What you are asked to do:
Only the lines below from the one containing "pub fn changes_frame(rows: &[ChangeRow])" to the one containing "load are skipped." should be repeated, both included and unchanged.

(Stored entries)
════════════════

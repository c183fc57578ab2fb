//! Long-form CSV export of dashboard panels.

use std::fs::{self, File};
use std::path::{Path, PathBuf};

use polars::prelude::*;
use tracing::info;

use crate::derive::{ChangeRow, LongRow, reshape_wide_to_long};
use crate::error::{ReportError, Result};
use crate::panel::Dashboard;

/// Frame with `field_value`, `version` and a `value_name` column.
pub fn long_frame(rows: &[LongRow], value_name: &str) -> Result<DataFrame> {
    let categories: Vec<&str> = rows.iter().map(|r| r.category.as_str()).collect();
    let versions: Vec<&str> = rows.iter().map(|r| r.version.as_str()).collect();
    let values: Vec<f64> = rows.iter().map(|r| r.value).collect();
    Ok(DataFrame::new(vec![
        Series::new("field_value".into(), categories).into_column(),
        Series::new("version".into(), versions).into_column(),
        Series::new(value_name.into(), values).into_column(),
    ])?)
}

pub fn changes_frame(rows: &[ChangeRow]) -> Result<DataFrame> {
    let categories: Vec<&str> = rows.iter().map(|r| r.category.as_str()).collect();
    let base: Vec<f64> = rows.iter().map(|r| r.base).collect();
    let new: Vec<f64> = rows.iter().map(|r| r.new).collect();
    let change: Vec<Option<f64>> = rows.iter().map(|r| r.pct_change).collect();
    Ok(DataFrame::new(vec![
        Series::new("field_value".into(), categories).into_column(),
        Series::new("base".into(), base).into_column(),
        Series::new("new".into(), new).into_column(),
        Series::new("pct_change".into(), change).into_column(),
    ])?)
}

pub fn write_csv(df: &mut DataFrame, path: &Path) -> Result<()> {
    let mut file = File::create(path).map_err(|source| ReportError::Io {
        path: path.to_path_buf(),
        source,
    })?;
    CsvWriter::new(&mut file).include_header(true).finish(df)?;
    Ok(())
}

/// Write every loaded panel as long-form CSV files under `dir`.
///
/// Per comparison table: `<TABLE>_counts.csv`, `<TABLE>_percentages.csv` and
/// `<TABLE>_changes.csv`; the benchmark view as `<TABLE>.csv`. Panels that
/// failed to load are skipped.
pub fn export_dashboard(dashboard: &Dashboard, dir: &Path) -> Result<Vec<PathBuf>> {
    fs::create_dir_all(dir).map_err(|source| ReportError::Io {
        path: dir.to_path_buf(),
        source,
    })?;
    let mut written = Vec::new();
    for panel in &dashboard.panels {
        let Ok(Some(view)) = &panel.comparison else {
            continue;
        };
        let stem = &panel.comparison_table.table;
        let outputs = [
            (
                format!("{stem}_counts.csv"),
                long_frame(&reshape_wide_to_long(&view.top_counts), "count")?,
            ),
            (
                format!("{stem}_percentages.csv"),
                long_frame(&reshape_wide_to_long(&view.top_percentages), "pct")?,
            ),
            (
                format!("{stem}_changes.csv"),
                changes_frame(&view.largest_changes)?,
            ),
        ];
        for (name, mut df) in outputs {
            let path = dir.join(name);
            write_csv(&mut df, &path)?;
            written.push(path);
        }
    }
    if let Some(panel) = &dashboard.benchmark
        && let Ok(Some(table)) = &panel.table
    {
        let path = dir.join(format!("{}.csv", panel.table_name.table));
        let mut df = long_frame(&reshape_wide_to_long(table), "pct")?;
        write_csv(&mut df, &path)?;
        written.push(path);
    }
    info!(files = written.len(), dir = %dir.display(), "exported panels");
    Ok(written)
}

════════════════

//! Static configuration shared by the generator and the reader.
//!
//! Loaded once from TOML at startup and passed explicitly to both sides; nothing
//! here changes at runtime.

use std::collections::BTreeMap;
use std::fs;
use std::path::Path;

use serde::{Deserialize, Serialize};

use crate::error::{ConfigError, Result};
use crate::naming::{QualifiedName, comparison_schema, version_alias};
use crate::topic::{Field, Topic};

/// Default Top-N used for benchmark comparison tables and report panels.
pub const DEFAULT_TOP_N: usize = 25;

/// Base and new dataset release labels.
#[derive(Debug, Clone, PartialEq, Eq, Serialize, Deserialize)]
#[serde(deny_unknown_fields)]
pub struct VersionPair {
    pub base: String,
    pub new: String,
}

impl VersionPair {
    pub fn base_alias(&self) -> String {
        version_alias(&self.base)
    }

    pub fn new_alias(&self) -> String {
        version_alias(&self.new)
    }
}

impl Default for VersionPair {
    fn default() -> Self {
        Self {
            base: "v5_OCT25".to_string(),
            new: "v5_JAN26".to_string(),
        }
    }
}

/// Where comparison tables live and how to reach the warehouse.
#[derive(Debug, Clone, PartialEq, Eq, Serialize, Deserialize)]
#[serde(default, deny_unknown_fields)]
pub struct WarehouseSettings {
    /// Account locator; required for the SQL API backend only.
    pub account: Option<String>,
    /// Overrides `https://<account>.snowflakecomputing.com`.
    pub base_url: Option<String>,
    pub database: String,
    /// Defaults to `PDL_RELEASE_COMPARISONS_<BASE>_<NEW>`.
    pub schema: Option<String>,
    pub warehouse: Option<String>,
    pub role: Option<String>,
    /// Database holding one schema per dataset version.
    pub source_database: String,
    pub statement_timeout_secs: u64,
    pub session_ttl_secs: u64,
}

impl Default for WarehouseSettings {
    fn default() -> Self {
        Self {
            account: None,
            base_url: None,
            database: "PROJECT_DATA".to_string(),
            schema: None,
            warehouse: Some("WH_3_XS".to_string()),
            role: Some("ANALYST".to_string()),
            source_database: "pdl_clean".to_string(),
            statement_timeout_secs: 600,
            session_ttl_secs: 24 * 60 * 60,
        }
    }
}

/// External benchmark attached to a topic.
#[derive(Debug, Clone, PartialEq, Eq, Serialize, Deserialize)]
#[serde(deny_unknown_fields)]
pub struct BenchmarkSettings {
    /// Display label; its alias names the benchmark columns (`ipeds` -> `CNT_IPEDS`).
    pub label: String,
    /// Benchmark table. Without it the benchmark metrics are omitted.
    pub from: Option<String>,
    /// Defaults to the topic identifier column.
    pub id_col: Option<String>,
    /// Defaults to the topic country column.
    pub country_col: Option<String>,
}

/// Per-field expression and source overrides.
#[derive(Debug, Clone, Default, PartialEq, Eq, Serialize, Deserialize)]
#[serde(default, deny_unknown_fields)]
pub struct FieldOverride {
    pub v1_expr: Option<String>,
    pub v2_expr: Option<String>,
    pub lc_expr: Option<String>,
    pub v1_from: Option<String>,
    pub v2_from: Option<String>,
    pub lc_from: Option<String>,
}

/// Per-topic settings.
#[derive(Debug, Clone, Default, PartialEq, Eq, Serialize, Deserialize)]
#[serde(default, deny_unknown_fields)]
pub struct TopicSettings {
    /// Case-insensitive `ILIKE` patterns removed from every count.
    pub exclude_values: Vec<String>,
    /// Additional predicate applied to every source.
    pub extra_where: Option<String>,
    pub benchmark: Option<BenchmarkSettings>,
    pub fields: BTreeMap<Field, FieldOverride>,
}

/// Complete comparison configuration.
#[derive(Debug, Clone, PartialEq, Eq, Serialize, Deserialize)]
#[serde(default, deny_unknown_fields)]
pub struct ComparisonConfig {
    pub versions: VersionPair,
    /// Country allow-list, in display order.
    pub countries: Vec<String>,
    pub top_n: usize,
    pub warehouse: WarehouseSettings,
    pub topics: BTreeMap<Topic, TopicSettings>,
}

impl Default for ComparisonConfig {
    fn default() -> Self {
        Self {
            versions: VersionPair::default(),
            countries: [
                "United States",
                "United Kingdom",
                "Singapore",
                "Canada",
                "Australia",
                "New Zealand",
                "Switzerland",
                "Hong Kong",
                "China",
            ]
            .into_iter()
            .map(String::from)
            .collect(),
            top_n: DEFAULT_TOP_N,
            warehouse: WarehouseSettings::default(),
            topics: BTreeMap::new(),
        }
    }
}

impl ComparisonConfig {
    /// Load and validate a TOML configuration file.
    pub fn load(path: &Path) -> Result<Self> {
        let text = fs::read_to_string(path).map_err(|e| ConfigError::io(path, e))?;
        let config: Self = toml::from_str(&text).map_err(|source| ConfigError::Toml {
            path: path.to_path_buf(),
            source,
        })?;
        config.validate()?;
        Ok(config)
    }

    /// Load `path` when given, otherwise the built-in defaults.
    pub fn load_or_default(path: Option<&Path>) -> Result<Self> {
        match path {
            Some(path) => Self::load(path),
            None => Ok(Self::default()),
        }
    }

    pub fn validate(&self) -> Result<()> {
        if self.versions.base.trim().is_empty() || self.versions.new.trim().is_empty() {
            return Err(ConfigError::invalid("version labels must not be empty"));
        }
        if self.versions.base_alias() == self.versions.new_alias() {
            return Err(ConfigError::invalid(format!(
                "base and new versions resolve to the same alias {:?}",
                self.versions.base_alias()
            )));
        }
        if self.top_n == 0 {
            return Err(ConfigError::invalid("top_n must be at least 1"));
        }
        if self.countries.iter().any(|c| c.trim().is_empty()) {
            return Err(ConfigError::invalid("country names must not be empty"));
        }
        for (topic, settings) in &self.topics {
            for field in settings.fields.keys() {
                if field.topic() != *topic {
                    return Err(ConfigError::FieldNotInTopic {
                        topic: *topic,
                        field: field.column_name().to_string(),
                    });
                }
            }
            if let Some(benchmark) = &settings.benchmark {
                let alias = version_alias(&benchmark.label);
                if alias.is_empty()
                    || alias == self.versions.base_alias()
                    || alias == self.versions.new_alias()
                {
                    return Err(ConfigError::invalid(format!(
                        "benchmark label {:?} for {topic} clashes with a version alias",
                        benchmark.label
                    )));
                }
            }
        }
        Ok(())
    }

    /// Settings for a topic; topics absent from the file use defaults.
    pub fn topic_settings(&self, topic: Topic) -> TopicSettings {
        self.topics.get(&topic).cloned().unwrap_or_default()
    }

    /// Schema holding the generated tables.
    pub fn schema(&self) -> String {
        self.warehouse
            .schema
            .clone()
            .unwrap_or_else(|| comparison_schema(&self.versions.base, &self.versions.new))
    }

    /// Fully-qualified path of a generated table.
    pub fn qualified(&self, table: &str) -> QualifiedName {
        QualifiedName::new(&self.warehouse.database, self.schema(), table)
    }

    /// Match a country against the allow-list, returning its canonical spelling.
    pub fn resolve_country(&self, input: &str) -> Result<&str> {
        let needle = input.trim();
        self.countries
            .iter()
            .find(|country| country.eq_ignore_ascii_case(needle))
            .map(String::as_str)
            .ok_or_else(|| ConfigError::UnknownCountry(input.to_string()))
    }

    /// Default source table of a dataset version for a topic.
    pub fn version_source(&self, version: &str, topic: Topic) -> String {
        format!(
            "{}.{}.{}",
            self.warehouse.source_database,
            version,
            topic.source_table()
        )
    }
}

════════════════

Task response:
pub fn changes_frame(rows: &[ChangeRow]) -> Result<DataFrame> {
    let categories: Vec<&str> = rows.iter().map(|r| r.category.as_str()).collect();
    let base: Vec<f64> = rows.iter().map(|r| r.base).collect();
    let new: Vec<f64> = rows.iter().map(|r| r.new).collect();
    let change: Vec<Option<f64>> = rows.iter().map(|r| r.pct_change).collect();
    Ok(DataFrame::new(vec![
        Series::new("field_value".into(), categories).into_column(),
        Series::new("base".into(), base).into_column(),
        Series::new("new".into(), new).into_column(),
        Series::new("pct_change".into(), change).into_column(),
    ])?)
}

pub fn write_csv(df: &mut DataFrame, path: &Path) -> Result<()> {
    let mut file = File::create(path).map_err(|source| ReportError::Io {
        path: path.to_path_buf(),
        source,
    })?;
    CsvWriter::new(&mut file).include_header(true).finish(df)?;
    Ok(())
}

/// Write every loaded panel as long-form CSV files under `dir`.
///
/// Per comparison table: `<TABLE>_counts.csv`, `<TABLE>_percentages.csv` and
/// `<TABLE>_changes.csv`; the benchmark view as `<TABLE>.csv`. Panels that
/// failed to load are skipped.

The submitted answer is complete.